**RECORDED DATA:**
==*==
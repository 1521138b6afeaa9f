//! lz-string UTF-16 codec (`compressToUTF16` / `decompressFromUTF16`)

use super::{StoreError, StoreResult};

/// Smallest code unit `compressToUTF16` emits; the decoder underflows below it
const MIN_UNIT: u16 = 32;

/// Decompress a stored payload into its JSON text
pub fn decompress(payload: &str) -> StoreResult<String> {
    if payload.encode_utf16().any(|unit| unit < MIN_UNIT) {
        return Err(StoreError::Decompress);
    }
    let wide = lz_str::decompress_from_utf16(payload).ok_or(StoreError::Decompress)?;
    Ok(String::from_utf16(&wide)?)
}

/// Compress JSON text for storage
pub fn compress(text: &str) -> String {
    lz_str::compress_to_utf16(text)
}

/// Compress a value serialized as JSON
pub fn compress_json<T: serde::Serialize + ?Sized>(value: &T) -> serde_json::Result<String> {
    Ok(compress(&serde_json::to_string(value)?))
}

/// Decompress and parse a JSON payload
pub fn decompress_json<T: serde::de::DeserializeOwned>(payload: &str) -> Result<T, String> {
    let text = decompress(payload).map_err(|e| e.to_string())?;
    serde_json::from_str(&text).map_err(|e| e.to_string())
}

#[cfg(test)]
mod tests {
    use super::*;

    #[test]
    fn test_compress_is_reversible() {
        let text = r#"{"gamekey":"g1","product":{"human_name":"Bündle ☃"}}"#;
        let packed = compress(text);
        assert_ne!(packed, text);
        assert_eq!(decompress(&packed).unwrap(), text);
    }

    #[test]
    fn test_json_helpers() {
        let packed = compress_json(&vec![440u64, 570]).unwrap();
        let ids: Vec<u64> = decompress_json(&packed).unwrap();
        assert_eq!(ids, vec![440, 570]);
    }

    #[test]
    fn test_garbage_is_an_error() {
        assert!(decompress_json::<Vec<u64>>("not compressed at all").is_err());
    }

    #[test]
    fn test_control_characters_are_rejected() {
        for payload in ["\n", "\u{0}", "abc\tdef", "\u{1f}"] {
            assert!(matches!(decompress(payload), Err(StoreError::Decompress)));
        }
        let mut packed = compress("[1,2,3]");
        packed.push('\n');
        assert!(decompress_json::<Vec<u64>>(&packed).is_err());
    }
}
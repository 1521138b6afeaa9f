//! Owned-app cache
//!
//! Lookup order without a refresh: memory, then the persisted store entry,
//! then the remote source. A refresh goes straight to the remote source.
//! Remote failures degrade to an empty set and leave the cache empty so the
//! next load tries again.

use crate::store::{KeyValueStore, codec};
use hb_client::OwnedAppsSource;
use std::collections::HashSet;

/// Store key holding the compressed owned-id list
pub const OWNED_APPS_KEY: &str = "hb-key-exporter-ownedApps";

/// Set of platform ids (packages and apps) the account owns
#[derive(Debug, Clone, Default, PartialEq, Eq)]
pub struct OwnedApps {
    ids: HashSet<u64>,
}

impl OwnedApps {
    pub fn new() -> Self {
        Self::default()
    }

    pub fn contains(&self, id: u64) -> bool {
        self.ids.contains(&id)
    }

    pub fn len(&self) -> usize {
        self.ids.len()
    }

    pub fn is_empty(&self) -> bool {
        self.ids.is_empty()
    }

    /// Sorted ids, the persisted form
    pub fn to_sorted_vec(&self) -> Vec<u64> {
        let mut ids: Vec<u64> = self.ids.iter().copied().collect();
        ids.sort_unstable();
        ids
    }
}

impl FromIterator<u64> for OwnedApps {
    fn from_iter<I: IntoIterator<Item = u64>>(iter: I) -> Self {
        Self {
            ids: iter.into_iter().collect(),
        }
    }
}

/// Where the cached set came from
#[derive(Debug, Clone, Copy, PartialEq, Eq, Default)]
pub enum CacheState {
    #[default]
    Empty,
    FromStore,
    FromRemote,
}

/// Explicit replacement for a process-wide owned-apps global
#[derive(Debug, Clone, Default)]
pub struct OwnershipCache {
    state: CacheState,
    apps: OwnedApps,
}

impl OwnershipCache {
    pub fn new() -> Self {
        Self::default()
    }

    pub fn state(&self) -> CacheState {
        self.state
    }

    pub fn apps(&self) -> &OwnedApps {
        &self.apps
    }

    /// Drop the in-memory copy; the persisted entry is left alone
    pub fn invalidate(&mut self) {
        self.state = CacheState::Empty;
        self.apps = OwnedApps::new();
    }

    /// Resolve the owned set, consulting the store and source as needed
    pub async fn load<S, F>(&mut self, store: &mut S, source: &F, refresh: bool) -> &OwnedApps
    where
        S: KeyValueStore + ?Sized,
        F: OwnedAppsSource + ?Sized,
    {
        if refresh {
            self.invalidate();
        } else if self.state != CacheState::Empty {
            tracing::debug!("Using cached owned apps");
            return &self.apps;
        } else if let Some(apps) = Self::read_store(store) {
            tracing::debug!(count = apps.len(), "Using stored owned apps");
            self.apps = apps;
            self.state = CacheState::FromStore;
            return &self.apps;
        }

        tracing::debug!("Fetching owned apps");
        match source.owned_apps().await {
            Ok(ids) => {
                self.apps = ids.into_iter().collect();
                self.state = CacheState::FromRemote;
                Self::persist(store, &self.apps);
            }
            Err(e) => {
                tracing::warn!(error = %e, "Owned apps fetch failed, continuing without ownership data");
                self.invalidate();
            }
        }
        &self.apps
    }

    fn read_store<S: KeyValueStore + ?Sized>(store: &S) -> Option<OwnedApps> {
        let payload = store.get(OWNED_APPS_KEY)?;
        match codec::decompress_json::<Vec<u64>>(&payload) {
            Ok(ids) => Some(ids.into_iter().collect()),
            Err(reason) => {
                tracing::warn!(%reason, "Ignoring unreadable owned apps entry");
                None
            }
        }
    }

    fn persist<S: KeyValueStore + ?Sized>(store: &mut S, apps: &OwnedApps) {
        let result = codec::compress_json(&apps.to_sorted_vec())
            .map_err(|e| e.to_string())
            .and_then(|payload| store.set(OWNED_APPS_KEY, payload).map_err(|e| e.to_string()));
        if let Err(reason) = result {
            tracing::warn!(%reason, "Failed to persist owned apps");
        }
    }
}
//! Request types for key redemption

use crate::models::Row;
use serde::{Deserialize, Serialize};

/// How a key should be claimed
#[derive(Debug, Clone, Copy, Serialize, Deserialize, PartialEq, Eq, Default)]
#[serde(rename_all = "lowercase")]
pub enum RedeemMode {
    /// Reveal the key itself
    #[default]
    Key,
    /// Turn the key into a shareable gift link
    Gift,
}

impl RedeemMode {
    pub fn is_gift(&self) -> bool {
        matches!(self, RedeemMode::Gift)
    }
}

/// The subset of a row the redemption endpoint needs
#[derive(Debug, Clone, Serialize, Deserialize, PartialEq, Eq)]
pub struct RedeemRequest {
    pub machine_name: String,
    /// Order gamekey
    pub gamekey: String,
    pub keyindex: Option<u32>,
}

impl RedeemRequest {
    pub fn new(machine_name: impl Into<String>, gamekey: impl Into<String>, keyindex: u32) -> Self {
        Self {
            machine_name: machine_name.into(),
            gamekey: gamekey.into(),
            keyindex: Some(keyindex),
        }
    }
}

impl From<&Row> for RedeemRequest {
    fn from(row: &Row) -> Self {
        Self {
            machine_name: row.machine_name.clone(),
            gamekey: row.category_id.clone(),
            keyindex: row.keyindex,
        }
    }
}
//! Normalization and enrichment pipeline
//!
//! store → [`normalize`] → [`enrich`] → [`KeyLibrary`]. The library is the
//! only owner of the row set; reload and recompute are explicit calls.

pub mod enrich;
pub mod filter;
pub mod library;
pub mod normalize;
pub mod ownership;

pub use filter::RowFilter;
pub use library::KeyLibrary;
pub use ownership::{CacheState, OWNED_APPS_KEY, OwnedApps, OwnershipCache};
==*==
**PROBLEM:**
Restate each of the records exactly, leaving nothing out.

**TASK OUTPUT:**
repository 1521138b6afeaa9f
//! lz-string UTF-16 codec (`compressToUTF16` / `decompressFromUTF16`)

use super::{StoreError, StoreResult};

/// Smallest code unit `compressToUTF16` emits; the decoder underflows below it
const MIN_UNIT: u16 = 32;

/// Decompress a stored payload into its JSON text
pub fn decompress(payload: &str) -> StoreResult<String> {
    if payload.encode_utf16().any(|unit| unit < MIN_UNIT) {
        return Err(StoreError::Decompress);
    }
    let wide = lz_str::decompress_from_utf16(payload).ok_or(StoreError::Decompress)?;
    Ok(String::from_utf16(&wide)?)
}

/// Compress JSON text for storage
pub fn compress(text: &str) -> String {
    lz_str::compress_to_utf16(text)
}

/// Compress a value serialized as JSON
pub fn compress_json<T: serde::Serialize + ?Sized>(value: &T) -> serde_json::Result<String> {
    Ok(compress(&serde_json::to_string(value)?))
}

/// Decompress and parse a JSON payload
pub fn decompress_json<T: serde::de::DeserializeOwned>(payload: &str) -> Result<T, String> {
    let text = decompress(payload).map_err(|e| e.to_string())?;
    serde_json::from_str(&text).map_err(|e| e.to_string())
}

#[cfg(test)]
mod tests {
    use super::*;

    #[test]
    fn test_compress_is_reversible() {
        let text = r#"{"gamekey":"g1","product":{"human_name":"Bündle ☃"}}"#;
        let packed = compress(text);
        assert_ne!(packed, text);
        assert_eq!(decompress(&packed).unwrap(), text);
    }

    #[test]
    fn test_json_helpers() {
        let packed = compress_json(&vec![440u64, 570]).unwrap();
        let ids: Vec<u64> = decompress_json(&packed).unwrap();
        assert_eq!(ids, vec![440, 570]);
    }

    #[test]
    fn test_garbage_is_an_error() {
        assert!(decompress_json::<Vec<u64>>("not compressed at all").is_err());
    }

    #[test]
    fn test_control_characters_are_rejected() {
        for payload in ["\n", "\u{0}", "abc\tdef", "\u{1f}"] {
            assert!(matches!(decompress(payload), Err(StoreError::Decompress)));
        }
        let mut packed = compress("[1,2,3]");
        packed.push('\n');
        assert!(decompress_json::<Vec<u64>>(&packed).is_err());
    }
}
repository 1521138b6afeaa9f
//! Owned-app cache
//!
//! Lookup order without a refresh: memory, then the persisted store entry,
//! then the remote source. A refresh goes straight to the remote source.
//! Remote failures degrade to an empty set and leave the cache empty so the
//! next load tries again.

use crate::store::{KeyValueStore, codec};
use hb_client::OwnedAppsSource;
use std::collections::HashSet;

/// Store key holding the compressed owned-id list
pub const OWNED_APPS_KEY: &str = "hb-key-exporter-ownedApps";

/// Set of platform ids (packages and apps) the account owns
#[derive(Debug, Clone, Default, PartialEq, Eq)]
pub struct OwnedApps {
    ids: HashSet<u64>,
}

impl OwnedApps {
    pub fn new() -> Self {
        Self::default()
    }

    pub fn contains(&self, id: u64) -> bool {
        self.ids.contains(&id)
    }

    pub fn len(&self) -> usize {
        self.ids.len()
    }

    pub fn is_empty(&self) -> bool {
        self.ids.is_empty()
    }

    /// Sorted ids, the persisted form
    pub fn to_sorted_vec(&self) -> Vec<u64> {
        let mut ids: Vec<u64> = self.ids.iter().copied().collect();
        ids.sort_unstable();
        ids
    }
}

impl FromIterator<u64> for OwnedApps {
    fn from_iter<I: IntoIterator<Item = u64>>(iter: I) -> Self {
        Self {
            ids: iter.into_iter().collect(),
        }
    }
}

/// Where the cached set came from
#[derive(Debug, Clone, Copy, PartialEq, Eq, Default)]
pub enum CacheState {
    #[default]
    Empty,
    FromStore,
    FromRemote,
}

/// Explicit replacement for a process-wide owned-apps global
#[derive(Debug, Clone, Default)]
pub struct OwnershipCache {
    state: CacheState,
    apps: OwnedApps,
}

impl OwnershipCache {
    pub fn new() -> Self {
        Self::default()
    }

    pub fn state(&self) -> CacheState {
        self.state
    }

    pub fn apps(&self) -> &OwnedApps {
        &self.apps
    }

    /// Drop the in-memory copy; the persisted entry is left alone
    pub fn invalidate(&mut self) {
        self.state = CacheState::Empty;
        self.apps = OwnedApps::new();
    }

    /// Resolve the owned set, consulting the store and source as needed
    pub async fn load<S, F>(&mut self, store: &mut S, source: &F, refresh: bool) -> &OwnedApps
    where
        S: KeyValueStore + ?Sized,
        F: OwnedAppsSource + ?Sized,
    {
        if refresh {
            self.invalidate();
        } else if self.state != CacheState::Empty {
            tracing::debug!("Using cached owned apps");
            return &self.apps;
        } else if let Some(apps) = Self::read_store(store) {
            tracing::debug!(count = apps.len(), "Using stored owned apps");
            self.apps = apps;
            self.state = CacheState::FromStore;
            return &self.apps;
        }

        tracing::debug!("Fetching owned apps");
        match source.owned_apps().await {
            Ok(ids) => {
                self.apps = ids.into_iter().collect();
                self.state = CacheState::FromRemote;
                Self::persist(store, &self.apps);
            }
            Err(e) => {
                tracing::warn!(error = %e, "Owned apps fetch failed, continuing without ownership data");
                self.invalidate();
            }
        }
        &self.apps
    }

    fn read_store<S: KeyValueStore + ?Sized>(store: &S) -> Option<OwnedApps> {
        let payload = store.get(OWNED_APPS_KEY)?;
        match codec::decompress_json::<Vec<u64>>(&payload) {
            Ok(ids) => Some(ids.into_iter().collect()),
            Err(reason) => {
                tracing::warn!(%reason, "Ignoring unreadable owned apps entry");
                None
            }
        }
    }

    fn persist<S: KeyValueStore + ?Sized>(store: &mut S, apps: &OwnedApps) {
        let result = codec::compress_json(&apps.to_sorted_vec())
            .map_err(|e| e.to_string())
            .and_then(|payload| store.set(OWNED_APPS_KEY, payload).map_err(|e| e.to_string()));
        if let Err(reason) = result {
            tracing::warn!(%reason, "Failed to persist owned apps");
        }
    }
}
//! Request types for key redemption

use crate::models::Row;
use serde::{Deserialize, Serialize};

/// How a key should be claimed
#[derive(Debug, Clone, Copy, Serialize, Deserialize, PartialEq, Eq, Default)]
#[serde(rename_all = "lowercase")]
pub enum RedeemMode {
    /// Reveal the key itself
    #[default]
    Key,
    /// Turn the key into a shareable gift link
    Gift,
}

impl RedeemMode {
    pub fn is_gift(&self) -> bool {
        matches!(self, RedeemMode::Gift)
    }
}

/// The subset of a row the redemption endpoint needs
#[derive(Debug, Clone, Serialize, Deserialize, PartialEq, Eq)]
pub struct RedeemRequest {
    pub machine_name: String,
    /// Order gamekey
    pub gamekey: String,
    pub keyindex: Option<u32>,
}

impl RedeemRequest {
    pub fn new(machine_name: impl Into<String>, gamekey: impl Into<String>, keyindex: u32) -> Self {
        Self {
            machine_name: machine_name.into(),
            gamekey: gamekey.into(),
            keyindex: Some(keyindex),
        }
    }
}

impl From<&Row> for RedeemRequest {
    fn from(row: &Row) -> Self {
        Self {
            machine_name: row.machine_name.clone(),
            gamekey: row.category_id.clone(),
            keyindex: row.keyindex,
        }
    }
}
//! Normalization and enrichment pipeline
//!
//! store → [`normalize`] → [`enrich`] → [`KeyLibrary`]. The library is the
//! only owner of the row set; reload and recompute are explicit calls.

pub mod enrich;
pub mod filter;
pub mod library;
pub mod normalize;
pub mod ownership;

pub use filter::RowFilter;
pub use library::KeyLibrary;
pub use ownership::{CacheState, OWNED_APPS_KEY, OwnedApps, OwnershipCache};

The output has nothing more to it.